But here she was, spouting the same cliché to the police officer as he interviewed her on her discovery.

"Are you okay, ma'am?" the officer asked. She noticed a twitch in his expression and a shift in his gait, as if he wanted to wrap his arms around her in a hug, but professional instinct told him not to. "Can I get you a glass of water?"

Marsha shook her head. She ran her long red nails through her black hair and tried to recreate the scene for him. Her clichés weren't going to cut it. So she started again from the beginning, from when she stepped out of the train station and turned the corner to the ravine by her bus stop. The officer, God, what was his name?--didn't bother to rewrite any of those details down. The bus stop was easy. So was crossing the street and noticing a red van pull away. She even remembered half the letters of the license plate: BRA. It was funny to her at the time and she had given those details to him quite easily.

But the body. It hung in her vision like a magic eye painting she could not bring into focus. "She was... un. I saw the red. Dress. And blood. And she looked so unreal."

"We know. That's a common response. We can interview about the rest later."

"No, no. I want to get this right." Marsha closed her eyes. There were no shoes on the body. That caught her attention first, because the toes seemed like they would be really cold. So I hadn't thought of her as a mannequin first, Marsha noted. It somehow made her feel better. She was aware of the humanity of the corpse; she wasn't an unfeeling monster.

She was able to get out her full description after that. The body had no shoes. The hair was blonde and matted, tangled into the bushes of the ravine. The woman's dress was open, displaying a chest that seemed to have no nipples. She didn't add that part to the description, though. She wanted to give the woman some dignity.

"You did really well. The license plate letters are going to help for sure," the officer said. He and Marsha both looked behind him as the body was lifted out of the ravine. Several workers became tangled in the bushes, struggling with the body. The dress ripped even more. From between her legs, Marsha noticed the penis. She thought it was another trick of the light at first, another way in which her vision had betrayed her and turned a human being into a mannequin.
But no, there was a penis. The woman was a trans woman.

The officer groaned, as if to echo her realization. "Another one?"

The other officers nodded their disdain. Marsha realized the way they handled the body now differed. They were careless, they were rough. The last strip of dignity was pulled back from the corpse. Marsha's eyes saw red.

"Another one?" she asked. "You have a serial killer?"

"No, ma'am. Nothing is wrong. Just a certain lifestyle leads to certain ends."
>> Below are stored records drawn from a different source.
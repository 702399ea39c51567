//! # 周期采集调度
//!
//! [`DataCollector`] 按固定间隔执行采集轮次：
//!
//! 1. 读取启用的设备
//! 2. 每个设备一个 worker（总并发受信号量限制），未连接则先连接，失败跳过本轮
//! 3. 设备内按顺序读取启用的数据点；每个采样写历史、清理过期历史、评估报警、推送 data 事件
//!
//! 上一轮未结束时到来的 tick 直接丢弃并计数；`stop` 只停止定时器，进行中的轮次会跑完。

mod sink;

pub use sink::{BroadcastEventSink, EventSink, NoopEventSink};

use api_contract::{DataEvent, GatewayEvent};
use chrono::{SecondsFormat, Utc};
use domain::{DataPoint, Device, Sample};
use ems_alarm::{AlarmError, AlarmEvaluator};
use ems_device::{DeviceError, DeviceManager};
use ems_storage::{ConfigStore, StorageError};
use ems_telemetry::{
    new_pass_id, record_history_purged, record_history_write_failure, record_pass_completed,
    record_pass_skipped,
};
use std::sync::{Arc, Mutex};
use std::time::{Duration, Instant};
use tokio::sync::{Semaphore, watch};
use tokio::task::{JoinHandle, JoinSet};
use tokio::time::MissedTickBehavior;
use tracing::{Instrument, debug, info, info_span, warn};

/// 采集错误（只在单个数据点范围内记录，不终止调度）。
#[derive(Debug, thiserror::Error)]
pub enum CollectorError {
    #[error("storage error: {0}")]
    Storage(#[from] StorageError),
    #[error("device error: {0}")]
    Device(#[from] DeviceError),
    #[error("alarm error: {0}")]
    Alarm(#[from] AlarmError),
    #[error("collector state lock poisoned")]
    State,
}

/// 调度参数。
#[derive(Debug, Clone)]
pub struct CollectorConfig {
    pub interval: Duration,
    pub retention_days: u32,
    pub max_concurrent_devices: usize,
}

impl Default for CollectorConfig {
    fn default() -> Self {
        Self {
            interval: Duration::from_millis(5000),
            retention_days: 90,
            max_concurrent_devices: 16,
        }
    }
}

impl CollectorConfig {
    fn sanitized(mut self) -> Self {
        if self.interval.is_zero() {
            self.interval = Self::default().interval;
        }
        if self.max_concurrent_devices == 0 {
            self.max_concurrent_devices = 1;
        }
        self
    }
}

/// 单轮采集统计。
#[derive(Debug, Clone, Copy, Default, PartialEq, Eq)]
pub struct PassSummary {
    pub devices: usize,
    pub devices_skipped: usize,
    pub samples: usize,
    pub bad_samples: usize,
}

#[derive(Debug, Default)]
struct DeviceOutcome {
    skipped: bool,
    samples: usize,
    bad_samples: usize,
}

struct CollectorInner {
    store: Arc<dyn ConfigStore>,
    devices: Arc<DeviceManager>,
    alarms: AlarmEvaluator,
    sink: Arc<dyn EventSink>,
    config: CollectorConfig,
    pass_guard: Arc<tokio::sync::Mutex<()>>,
}

struct Running {
    shutdown: watch::Sender<bool>,
    ticker: JoinHandle<()>,
}

/// 采集调度器（stopped / running）。
pub struct DataCollector {
    inner: Arc<CollectorInner>,
    running: Mutex<Option<Running>>,
}

impl DataCollector {
    pub fn new(
        store: Arc<dyn ConfigStore>,
        devices: Arc<DeviceManager>,
        sink: Arc<dyn EventSink>,
        config: CollectorConfig,
    ) -> Self {
        let inner = CollectorInner {
            alarms: AlarmEvaluator::new(Arc::clone(&store)),
            store,
            devices,
            sink,
            config: config.sanitized(),
            pass_guard: Arc::new(tokio::sync::Mutex::new(())),
        };
        Self {
            inner: Arc::new(inner),
            running: Mutex::new(None),
        }
    }

    pub fn config(&self) -> &CollectorConfig {
        &self.inner.config
    }

    pub fn is_running(&self) -> bool {
        self.running
            .lock()
            .map(|running| running.is_some())
            .unwrap_or(false)
    }

    /// 启动定时采集，并在返回前完成一轮采集。已运行时只记录告警。
    pub async fn start(&self) -> Result<(), CollectorError> {
        {
            let mut running = self.running.lock().map_err(|_| CollectorError::State)?;
            if running.is_some() {
                warn!(target: "ems.collector", "collector_already_running");
                return Ok(());
            }
            let (shutdown, shutdown_rx) = watch::channel(false);
            let ticker = tokio::spawn(tick_loop(Arc::clone(&self.inner), shutdown_rx));
            *running = Some(Running { shutdown, ticker });
        }
        info!(
            target: "ems.collector",
            interval_ms = self.inner.config.interval.as_millis() as u64,
            retention_days = self.inner.config.retention_days,
            max_concurrent_devices = self.inner.config.max_concurrent_devices,
            "collector_started"
        );

        let _guard = self.inner.pass_guard.lock().await;
        run_pass(&self.inner).await;
        Ok(())
    }

    /// 停止定时器并等待进行中的轮次结束。未运行时为空操作。
    pub async fn stop(&self) -> Result<(), CollectorError> {
        let running = self
            .running
            .lock()
            .map_err(|_| CollectorError::State)?
            .take();
        let Some(running) = running else {
            debug!(target: "ems.collector", "collector_not_running");
            return Ok(());
        };
        let _ = running.shutdown.send(true);
        if let Err(err) = running.ticker.await {
            warn!(target: "ems.collector", error = %err, "collector_ticker_join_failed");
        }
        let _guard = self.inner.pass_guard.lock().await;
        info!(target: "ems.collector", "collector_stopped");
        Ok(())
    }

    /// 立即执行一轮采集（与定时轮次互斥）。
    pub async fn collect_once(&self) -> PassSummary {
        let _guard = self.inner.pass_guard.lock().await;
        run_pass(&self.inner).await
    }
}

async fn tick_loop(inner: Arc<CollectorInner>, mut shutdown: watch::Receiver<bool>) {
    let period = inner.config.interval;
    let mut ticker = tokio::time::interval_at(tokio::time::Instant::now() + period, period);
    ticker.set_missed_tick_behavior(MissedTickBehavior::Skip);
    loop {
        tokio::select! {
            _ = ticker.tick() => {}
            changed = shutdown.changed() => {
                if changed.is_err() || *shutdown.borrow() {
                    break;
                }
                continue;
            }
        }
        match Arc::clone(&inner.pass_guard).try_lock_owned() {
            Ok(guard) => {
                let inner = Arc::clone(&inner);
                tokio::spawn(async move {
                    let _guard = guard;
                    run_pass(&inner).await;
                });
            }
            Err(_) => {
                record_pass_skipped();
                warn!(target: "ems.collector", "collection_pass_skipped");
            }
        }
    }
}

async fn run_pass(inner: &Arc<CollectorInner>) -> PassSummary {
    let span = info_span!("collection_pass", pass_id = %new_pass_id());
    collect_pass(inner).instrument(span).await
}

async fn collect_pass(inner: &Arc<CollectorInner>) -> PassSummary {
    let started_at = Instant::now();
    let devices = match inner.store.list_enabled_devices().await {
        Ok(devices) => devices,
        Err(err) => {
            warn!(target: "ems.collector", error = %err, "device_list_failed");
            return PassSummary::default();
        }
    };

    let permits = Arc::new(Semaphore::new(inner.config.max_concurrent_devices));
    let mut workers = JoinSet::new();
    for device in devices {
        let inner = Arc::clone(inner);
        let permits = Arc::clone(&permits);
        workers.spawn(
            async move {
                let Ok(_permit) = permits.acquire_owned().await else {
                    return DeviceOutcome {
                        skipped: true,
                        ..DeviceOutcome::default()
                    };
                };
                collect_device(&inner, &device).await
            }
            .in_current_span(),
        );
    }

    let mut summary = PassSummary::default();
    while let Some(joined) = workers.join_next().await {
        match joined {
            Ok(outcome) => {
                summary.devices += 1;
                if outcome.skipped {
                    summary.devices_skipped += 1;
                }
                summary.samples += outcome.samples;
                summary.bad_samples += outcome.bad_samples;
            }
            Err(err) => {
                warn!(target: "ems.collector", error = %err, "device_worker_failed");
            }
        }
    }

    let duration_ms = started_at.elapsed().as_millis() as u64;
    record_pass_completed(duration_ms);
    info!(
        target: "ems.collector",
        devices = summary.devices,
        devices_skipped = summary.devices_skipped,
        samples = summary.samples,
        bad_samples = summary.bad_samples,
        duration_ms,
        "collection_pass_finished"
    );
    summary
}

async fn collect_device(inner: &CollectorInner, device: &Device) -> DeviceOutcome {
    if !inner.devices.is_device_connected(device.id).await
        && let Err(err) = inner.devices.connect_device(device).await
    {
        warn!(
            target: "ems.collector",
            device_id = device.id,
            device_name = %device.name,
            error = %err,
            "device_connect_failed"
        );
        return DeviceOutcome {
            skipped: true,
            ..DeviceOutcome::default()
        };
    }

    let points = match inner.store.list_enabled_data_points(device.id).await {
        Ok(points) => points,
        Err(err) => {
            warn!(target: "ems.collector", device_id = device.id, error = %err, "data_point_list_failed");
            return DeviceOutcome::default();
        }
    };

    let mut outcome = DeviceOutcome::default();
    for point in &points {
        match collect_point(inner, device, point).await {
            Ok(sample) => {
                outcome.samples += 1;
                if !sample.quality.is_good() {
                    outcome.bad_samples += 1;
                }
            }
            Err(err) => {
                warn!(
                    target: "ems.collector",
                    device_id = device.id,
                    data_point_id = point.id,
                    data_point_name = %point.name,
                    error = %err,
                    "data_point_collect_failed"
                );
            }
        }
    }
    outcome
}

async fn collect_point(
    inner: &CollectorInner,
    device: &Device,
    point: &DataPoint,
) -> Result<Sample, CollectorError> {
    let sample = inner.devices.read_data_point(device.id, point).await?;

    if let Err(err) = save_history(inner, point, &sample).await {
        record_history_write_failure();
        warn!(
            target: "ems.collector",
            data_point_id = point.id,
            error = %err,
            "history_write_failed"
        );
    }

    if let Some(alarm) = inner.alarms.evaluate(point, sample.value).await? {
        inner.sink.publish(GatewayEvent::Alarm(alarm));
    }

    inner.sink.publish(GatewayEvent::Data(DataEvent {
        device_id: device.id,
        device_name: device.name.clone(),
        data_point_id: point.id,
        data_point_name: point.name.clone(),
        value: sample.value,
        quality: sample.quality.as_u8(),
        timestamp: sample.timestamp.to_rfc3339_opts(SecondsFormat::Millis, true),
    }));
    Ok(sample)
}

/// 写入历史采样，成功后清理保留期之外的旧数据。
async fn save_history(
    inner: &CollectorInner,
    point: &DataPoint,
    sample: &Sample,
) -> Result<(), CollectorError> {
    inner
        .store
        .insert_history_sample(point.id, sample.value, sample.quality, sample.timestamp)
        .await?;

    let cutoff = Utc::now() - chrono::Duration::days(i64::from(inner.config.retention_days));
    let purged = inner.store.delete_history_older_than(cutoff).await?;
    if purged > 0 {
        record_history_purged(purged);
        info!(target: "ems.collector", purged, "history_purged");
    }
    Ok(())
}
Marsha thought of the stab wound against the neck. Red like the woman's dress, artificial like her cause of death. Not a natural part of the lifestyle in the least. Though the officers had now covered up the corpse, the vision remained pressed to Marsha's third eye. She remembered the posters around the community centre from earlier in the week. The amount of women who seemed to go missing, and the women with stronger jawlines and names that didn't seem to match. Hazel. Andrea. And Violet.

A lifestyle injury. It seemed like a sick, cruel joke. As they loaded the body into the coroner van, a sickening sense of dread rolled through Marsha. "What do I do now?"

"Hmm?"

"What do you need me to do now? Will I be at a trial?"
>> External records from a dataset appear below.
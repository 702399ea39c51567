//! # 设备管理能力模块
//!
//! [`DeviceManager`] 是设备连接的唯一持有者：
//!
//! - 每个设备 ID 至多一条连接，协议种类在连接时解析并缓存
//! - 注册表本身由短临界区的 `std::sync::Mutex` 保护
//! - 每个设备条目带一把异步锁，串行化该设备上的所有 I/O
//!
//! 读失败不会向上抛错，而是返回 quality = 0 的采样；链路级故障会把连接移出
//! 注册表，下一轮采集重新 `connect`。

mod factory;

pub use factory::{ClientFactory, DEFAULT_DEVICE_TIMEOUT, DefaultClientFactory, create_client};

use domain::{DataPoint, Device, DeviceId, ProtocolKind, Sample};
use ems_protocol::{PointAddress, ProtocolClient, ProtocolError};
use ems_telemetry::{
    record_connect_failure, record_connect_success, record_read_failure, record_read_success,
    record_write_failure, record_write_success,
};
use std::collections::HashMap;
use std::sync::{Arc, Mutex};
use tracing::{debug, info, warn};

/// 设备管理错误。
#[derive(Debug, thiserror::Error)]
pub enum DeviceError {
    #[error("device {device_id}: {source}")]
    Protocol {
        device_id: DeviceId,
        #[source]
        source: ProtocolError,
    },
    #[error("device {0} is not connected")]
    NotConnected(DeviceId),
    #[error("device registry lock failed")]
    Registry,
}

impl DeviceError {
    pub fn protocol(device_id: DeviceId, source: ProtocolError) -> Self {
        Self::Protocol { device_id, source }
    }

    /// 底层协议错误（若有）。
    pub fn protocol_error(&self) -> Option<&ProtocolError> {
        match self {
            Self::Protocol { source, .. } => Some(source),
            _ => None,
        }
    }
}

/// `connect_device` 的结果。
#[derive(Debug, Clone, Copy, PartialEq, Eq)]
pub enum ConnectOutcome {
    /// 新建并注册了连接
    Connected,
    /// 已有可用连接，未做任何 I/O
    AlreadyConnected,
}

/// 设备与其协议客户端的持有关系。
struct ManagedClient {
    device: Device,
    kind: ProtocolKind,
    client: Box<dyn ProtocolClient>,
}

type DeviceSlot = Arc<tokio::sync::Mutex<Option<ManagedClient>>>;

/// 设备连接注册表。
pub struct DeviceManager {
    factory: Arc<dyn ClientFactory>,
    slots: Mutex<HashMap<DeviceId, DeviceSlot>>,
}

impl DeviceManager {
    pub fn new(factory: Arc<dyn ClientFactory>) -> Self {
        Self {
            factory,
            slots: Mutex::new(HashMap::new()),
        }
    }

    fn slot(&self, device_id: DeviceId) -> Result<Option<DeviceSlot>, DeviceError> {
        let slots = self.slots.lock().map_err(|_| DeviceError::Registry)?;
        Ok(slots.get(&device_id).cloned())
    }

    fn slot_or_insert(&self, device_id: DeviceId) -> Result<DeviceSlot, DeviceError> {
        let mut slots = self.slots.lock().map_err(|_| DeviceError::Registry)?;
        Ok(Arc::clone(slots.entry(device_id).or_default()))
    }

    /// 移除注册表中仍指向 `slot` 的条目（调用方持有该条目的锁）。
    fn unregister(&self, device_id: DeviceId, slot: &DeviceSlot) {
        if let Ok(mut slots) = self.slots.lock()
            && slots
                .get(&device_id)
                .is_some_and(|current| Arc::ptr_eq(current, slot))
        {
            slots.remove(&device_id);
        }
    }

    /// 当前注册表条目是否仍是 `slot`。
    fn is_current(&self, device_id: DeviceId, slot: &DeviceSlot) -> Result<bool, DeviceError> {
        let slots = self.slots.lock().map_err(|_| DeviceError::Registry)?;
        Ok(slots
            .get(&device_id)
            .is_some_and(|current| Arc::ptr_eq(current, slot)))
    }

    /// 建立设备连接。已有可用连接时直接返回（幂等）；失败时不注册任何状态。
    ///
    /// 取得条目锁后重新核对注册表：条目若已被并发的断开操作移除，换新条目重试，
    /// 连接不会落入已注销的条目。
    pub async fn connect_device(&self, device: &Device) -> Result<ConnectOutcome, DeviceError> {
        let (slot, mut guard) = loop {
            let slot = self.slot_or_insert(device.id)?;
            let guard = slot.clone().lock_owned().await;
            if self.is_current(device.id, &slot)? {
                break (slot, guard);
            }
            debug!(target: "ems.device", device_id = device.id, "device_slot_retired");
        };

        if guard
            .as_ref()
            .is_some_and(|managed| managed.client.is_connected())
        {
            warn!(
                target: "ems.device",
                device_id = device.id,
                device_name = %device.name,
                "device_already_connected"
            );
            return Ok(ConnectOutcome::AlreadyConnected);
        }

        if let Some(mut stale) = guard.take()
            && let Err(err) = stale.client.disconnect().await
        {
            debug!(target: "ems.device", device_id = device.id, error = %err, "stale_disconnect_failed");
        }

        match self.open_client(device).await {
            Ok((kind, client)) => {
                *guard = Some(ManagedClient {
                    device: device.clone(),
                    kind,
                    client,
                });
                record_connect_success();
                info!(
                    target: "ems.device",
                    device_id = device.id,
                    device_name = %device.name,
                    protocol = kind.as_str(),
                    "device_connected"
                );
                Ok(ConnectOutcome::Connected)
            }
            Err(err) => {
                record_connect_failure();
                self.unregister(device.id, &slot);
                Err(err)
            }
        }
    }

    async fn open_client(
        &self,
        device: &Device,
    ) -> Result<(ProtocolKind, Box<dyn ProtocolClient>), DeviceError> {
        let mut client = self
            .factory
            .create(device)
            .map_err(|err| DeviceError::protocol(device.id, err))?;
        client
            .connect()
            .await
            .map_err(|err| DeviceError::protocol(device.id, err))?;
        Ok((client.kind(), client))
    }

    /// 断开并注销设备连接。返回该设备此前是否已注册。
    pub async fn disconnect_device(&self, device_id: DeviceId) -> Result<bool, DeviceError> {
        let slot = {
            let mut slots = self.slots.lock().map_err(|_| DeviceError::Registry)?;
            slots.remove(&device_id)
        };
        let Some(slot) = slot else {
            return Ok(false);
        };
        let managed = slot.lock().await.take();
        let Some(mut managed) = managed else {
            return Ok(false);
        };

        managed
            .client
            .disconnect()
            .await
            .map_err(|err| DeviceError::protocol(device_id, err))?;
        info!(
            target: "ems.device",
            device_id,
            device_name = %managed.device.name,
            "device_disconnected"
        );
        Ok(true)
    }

    /// 并发断开全部设备，等待全部完成后返回第一个错误（若有）。
    pub async fn disconnect_all(&self) -> Result<(), DeviceError> {
        let slots: Vec<(DeviceId, DeviceSlot)> = {
            let mut slots = self.slots.lock().map_err(|_| DeviceError::Registry)?;
            slots.drain().collect()
        };
        let total = slots.len();

        let results = futures::future::join_all(slots.into_iter().map(
            |(device_id, slot)| async move {
                let managed = slot.lock().await.take();
                match managed {
                    Some(mut managed) => managed
                        .client
                        .disconnect()
                        .await
                        .map_err(|err| DeviceError::protocol(device_id, err)),
                    None => Ok(()),
                }
            },
        ))
        .await;

        let mut first_error = None;
        let mut failed = 0usize;
        for result in results {
            if let Err(err) = result {
                warn!(target: "ems.device", error = %err, "device_disconnect_failed");
                failed += 1;
                first_error.get_or_insert(err);
            }
        }
        info!(target: "ems.device", total, failed, "devices_disconnected");

        match first_error {
            Some(err) => Err(err),
            None => Ok(()),
        }
    }

    /// 读取数据点并换算为工程值。
    ///
    /// 设备未连接时立即返回 [`DeviceError::NotConnected`]；读或解码失败返回
    /// quality = 0 的采样。链路级失败会注销该连接。
    pub async fn read_data_point(
        &self,
        device_id: DeviceId,
        point: &DataPoint,
    ) -> Result<Sample, DeviceError> {
        let slot = self
            .slot(device_id)?
            .ok_or(DeviceError::NotConnected(device_id))?;
        let mut guard = slot.lock().await;
        let managed = guard
            .as_mut()
            .filter(|managed| managed.client.is_connected())
            .ok_or(DeviceError::NotConnected(device_id))?;

        match read_point(managed, point).await {
            Ok(raw) => {
                let value = point.apply_scale(raw);
                record_read_success();
                debug!(
                    target: "ems.device",
                    device_id,
                    data_point_id = point.id,
                    raw,
                    value,
                    "data_point_read"
                );
                Ok(Sample::good(value))
            }
            Err(err) => {
                record_read_failure();
                warn!(
                    target: "ems.device",
                    device_id,
                    data_point_id = point.id,
                    address = %point.address,
                    configuration = err.is_configuration(),
                    error = %err,
                    "data_point_read_failed"
                );
                if err.is_transport_failure()
                    && let Some(mut evicted) = guard.take()
                {
                    self.unregister(device_id, &slot);
                    if let Err(close_err) = evicted.client.disconnect().await {
                        debug!(target: "ems.device", device_id, error = %close_err, "evicted_disconnect_failed");
                    }
                    warn!(
                        target: "ems.device",
                        device_id,
                        device_name = %evicted.device.name,
                        "device_connection_evicted"
                    );
                }
                Ok(Sample::bad())
            }
        }
    }

    /// 写入数据点。写失败向上传播。
    pub async fn write_data_point(
        &self,
        device_id: DeviceId,
        point: &DataPoint,
        value: f64,
    ) -> Result<(), DeviceError> {
        let slot = self
            .slot(device_id)?
            .ok_or(DeviceError::NotConnected(device_id))?;
        let mut guard = slot.lock().await;
        let managed = guard
            .as_mut()
            .filter(|managed| managed.client.is_connected())
            .ok_or(DeviceError::NotConnected(device_id))?;

        let result: Result<(), ProtocolError> = async {
            let address = PointAddress::resolve(managed.kind, &point.address, &point.data_type)?;
            let (selector, raw) = address.encode_write(value)?;
            managed.client.write(&selector, &raw).await
        }
        .await;

        match result {
            Ok(()) => {
                record_write_success();
                info!(
                    target: "ems.device",
                    device_id,
                    data_point_id = point.id,
                    value,
                    "data_point_written"
                );
                Ok(())
            }
            Err(err) => {
                record_write_failure();
                Err(DeviceError::protocol(device_id, err))
            }
        }
    }

    /// 设备是否已注册且客户端报告已连接。
    pub async fn is_device_connected(&self, device_id: DeviceId) -> bool {
        let Ok(Some(slot)) = self.slot(device_id) else {
            return false;
        };
        let guard = slot.lock().await;
        guard
            .as_ref()
            .is_some_and(|managed| managed.client.is_connected())
    }

    /// 已注册设备 ID（升序）。
    pub fn connected_device_ids(&self) -> Vec<DeviceId> {
        let mut ids: Vec<DeviceId> = match self.slots.lock() {
            Ok(slots) => slots.keys().copied().collect(),
            Err(_) => Vec::new(),
        };
        ids.sort_unstable();
        ids
    }

    /// 连接测试：建立连接后立即断开，不注册任何状态。
    pub async fn test_connection(&self, device: &Device) -> Result<(), DeviceError> {
        let (_, mut client) = self.open_client(device).await?;
        client
            .disconnect()
            .await
            .map_err(|err| DeviceError::protocol(device.id, err))?;
        info!(target: "ems.device", device_id = device.id, "device_connection_test_passed");
        Ok(())
    }

    /// 设备配置变更后调用：丢弃现有连接，下一轮采集按新参数重连。
    pub async fn reload_device(&self, device: &Device) -> Result<(), DeviceError> {
        let was_registered = self.disconnect_device(device.id).await?;
        info!(
            target: "ems.device",
            device_id = device.id,
            enabled = device.enabled,
            was_registered,
            "device_reloaded"
        );
        Ok(())
    }
}

async fn read_point(managed: &mut ManagedClient, point: &DataPoint) -> Result<f64, ProtocolError> {
    let address = PointAddress::resolve(managed.kind, &point.address, &point.data_type)?;
    let raw = managed.client.read(&address.read_selector()).await?;
    address.decode(&raw)
}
The officer let out a low laugh that he quickly cut off as he realized the horror on Marsha's face. He put his notebook away in his back pocket. "Don't get ahead of the game. We still need to sort out what's gone on here. Find next of kin."

"And if you can't?"

"That's not your concern."

Marsha wanted to explain so much to him in that moment. But the sun was setting, it was getting dark, and her brother--her brother who used to be her sister, giving her access to understanding she never thought possible--was waiting for her to come home. "And after that?" Marsha pressed. "What is my concern?"

"Look," he said, his voice thin. "We will call if we need you. If you don't hear from us, consider it a good sign. You know the old saying? No news is good news. It applies here, too. You don't have to worry about this anymore."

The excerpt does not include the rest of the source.